The leaves used for photosynthesis measurement were selected for CA activity determination. CA was measured by the method of Dwivedi and Randhava [25]. Leaves were cut into small pieces in 10 mL of 0.2 M cystein at 4°C. The solution adhering to the leaf surface was removed and immediately transferred to a tube having 4 mL phosphate buffer (pH 6.8). A 4 mL of 0.2 M sodium bicarbonate in 0.002 M sodium hydroxide and 0.2 mL of 0.002% bromothymol blue was added to the tube. The tubes were kept at 4°C for 20 min after shaking. Liberated CO2 during the catalytic action of enzyme on sodium bicarbonate was estimated by titrating the reaction mixture against 0.05 N hydrochloric acid.

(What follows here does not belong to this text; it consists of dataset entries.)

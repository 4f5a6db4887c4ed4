use std::{path::PathBuf, time::Duration};

/// Error type returned by this crate.
///
/// Every failure that reaches a caller is one of these variants; raw
/// transport errors never escape a logical operation unclassified.
#[derive(Clone, Debug, thiserror::Error)]
pub enum ApiError {
    /// Connectivity failure (DNS, connect, timeout, reset) that survived the retry budget.
    #[error("network failure after {attempts} attempt(s){}: {source}", exhausted_tag(.retries_exhausted))]
    NetworkFailure {
        /// Number of attempts made before giving up.
        attempts: usize,
        /// Whether the failure was surfaced because the retry budget ran out.
        retries_exhausted: bool,
        #[source]
        source: TransportError,
    },
    /// 5xx status that survived the retry budget.
    #[error("server failure {status} after {attempts} attempt(s) (max retries exceeded): {body}")]
    ServerFailure {
        status: u16,
        body: String,
        attempts: usize,
    },
    /// 4xx status other than 401; never retried.
    #[error("request rejected with status {status}: {body}")]
    RequestRejected { status: u16, body: String },
    /// 1xx or 3xx status that was not resolved by the HTTP layer.
    #[error("unexpected status {status}: {body}")]
    UnexpectedStatus { status: u16, body: String },
    /// 401 surviving a refresh-and-replay cycle, or a failed credential refresh.
    #[error("authentication required: {0}")]
    Authentication(String),
    /// Response body could not be decoded into the requested type.
    #[error("decode error: {0}")]
    Decode(String),
    /// Request body could not be serialized to JSON.
    #[error("invalid request body: {0}")]
    InvalidBody(String),
    /// The logical operation was cancelled before it completed.
    #[error("operation cancelled")]
    Cancelled,
    /// Invalid client configuration.
    #[error("configuration error: {0}")]
    Config(String),
}

impl ApiError {
    /// Whether a caller may reasonably offer a "try again" affordance.
    pub fn is_retryable(&self) -> bool {
        matches!(self, Self::NetworkFailure { .. } | Self::ServerFailure { .. })
    }

    /// Whether the caller must force the user through authentication again.
    pub fn requires_login(&self) -> bool {
        matches!(self, Self::Authentication(_))
    }

    /// HTTP status attached to the error, if any.
    pub fn status(&self) -> Option<u16> {
        match self {
            Self::ServerFailure { status, .. }
            | Self::RequestRejected { status, .. }
            | Self::UnexpectedStatus { status, .. } => Some(*status),
            Self::Authentication(_) => Some(401),
            _ => None,
        }
    }
}

fn exhausted_tag(exhausted: &bool) -> &'static str {
    if *exhausted {
        " (max retries exceeded)"
    } else {
        ""
    }
}

/// Connection-level failure of a single HTTP exchange.
#[derive(Clone, Debug, PartialEq, Eq, thiserror::Error)]
pub enum TransportError {
    #[error("request timed out after {0:?}")]
    Timeout(Duration),
    #[error("connection failed: {0}")]
    Connect(String),
    #[error("request failed: {0}")]
    Request(String),
    #[error("invalid request url '{url}': {reason}")]
    InvalidUrl { url: String, reason: String },
}

impl TransportError {
    /// Invalid URLs are programming errors and are not worth another attempt.
    pub fn is_retryable(&self) -> bool {
        !matches!(self, Self::InvalidUrl { .. })
    }
}

impl From<reqwest::Error> for TransportError {
    fn from(err: reqwest::Error) -> Self {
        if err.is_connect() {
            Self::Connect(err.to_string())
        } else if err.is_builder() {
            Self::InvalidUrl {
                url: err.url().map(|url| url.to_string()).unwrap_or_default(),
                reason: err.to_string(),
            }
        } else {
            Self::Request(err.to_string())
        }
    }
}

/// Failure of the credential refresh exchange.
#[derive(Debug, thiserror::Error)]
pub enum RefreshError {
    #[error("no refresh token is stored")]
    MissingRefreshToken,
    #[error("identity endpoint rejected the refresh token with status {status}: {body}")]
    Rejected { status: u16, body: String },
    /// Identity endpoint stayed unreachable or kept answering 5xx; the
    /// stored credential is kept.
    #[error("identity endpoint unavailable: {0}")]
    Unavailable(#[source] ApiError),
    #[error("invalid refresh response: {0}")]
    Decode(String),
    #[error("a concurrent refresh failed and credentials were cleared")]
    CredentialsCleared,
    #[error("refresh cancelled")]
    Cancelled,
}

impl RefreshError {
    /// Whether the failure left the stored credential in place.
    pub fn is_transient(&self) -> bool {
        matches!(self, Self::Unavailable(_) | Self::Cancelled)
    }
}

impl From<RefreshError> for ApiError {
    fn from(err: RefreshError) -> Self {
        match err {
            RefreshError::Cancelled => Self::Cancelled,
            RefreshError::Unavailable(outage) => outage,
            other => Self::Authentication(other.to_string()),
        }
    }
}

/// Failure reading or writing persisted tokens.
#[derive(Debug, thiserror::Error)]
pub enum StoreError {
    #[error("token store io error at {}: {source}", .path.display())]
    Io {
        path: PathBuf,
        #[source]
        source: std::io::Error,
    },
    #[error("token store contents are invalid: {0}")]
    Format(#[from] serde_json::Error),
}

Measurement of ACS activity and ethylene evolution

Activity of ACS was measured adopting the methods of Avni et al. [26] and Woeste et al. [27]. Leaf tissue was grind in 100 mM N-2 hydroxyethylenepiperazine N-2 ethanesulfonic acid buffer (pH 8.0) containing 4 mM dithiothreitol, 2.5 mM pyridoxal phosphate and 25% polyvinylpolypyrrolidone. The preparation was homogenized and centrifuged at 12000 g for 15 min. One mL of the supernatant was placed in a 30 mL tube and 0.1 mL of 5 mM S-adenosyl methionine (AdoMet) was added. This was incubated for 1 h at 22°C. The 1-aminocyclopropane carboxylic acid formed was determined by its conversion to ethylene by the addition of 0.1 mL of 20 mM HgCl2 followed by 0.1 mL of 1:1 mixture of saturated NaOH/NaCl and incubated on ice for 10 min, and ethylene evolution was measured on a gas chromatograph. For control set AdoMet was not added. For ethylene evolution 5 mL of gas phase was removed with a syringe and ethylene was measured on a gas chromatograph (GC 5700, Nucon, New Delhi) equipped with 1.8 m Porapack N (80/100 mesh) column, a flame ionization detector and an integrator. Nitrogen was used as carrier gas. The flow rates of nitrogen, hydrogen and oxygen were 0.5, 0.5 and 5 mL s-1, respectively. The oven temperature was 100°C and detector was at 150°C. Ethylene identification was based on the retention time and quantified comparing with the peaks from standard ethylene concentrations.

Data analysis

Data were analyzed statistically and standard error of the mean value was calculated. Analysis of variance was performed to identify the significant differences among treatments at P < 0.05 [28].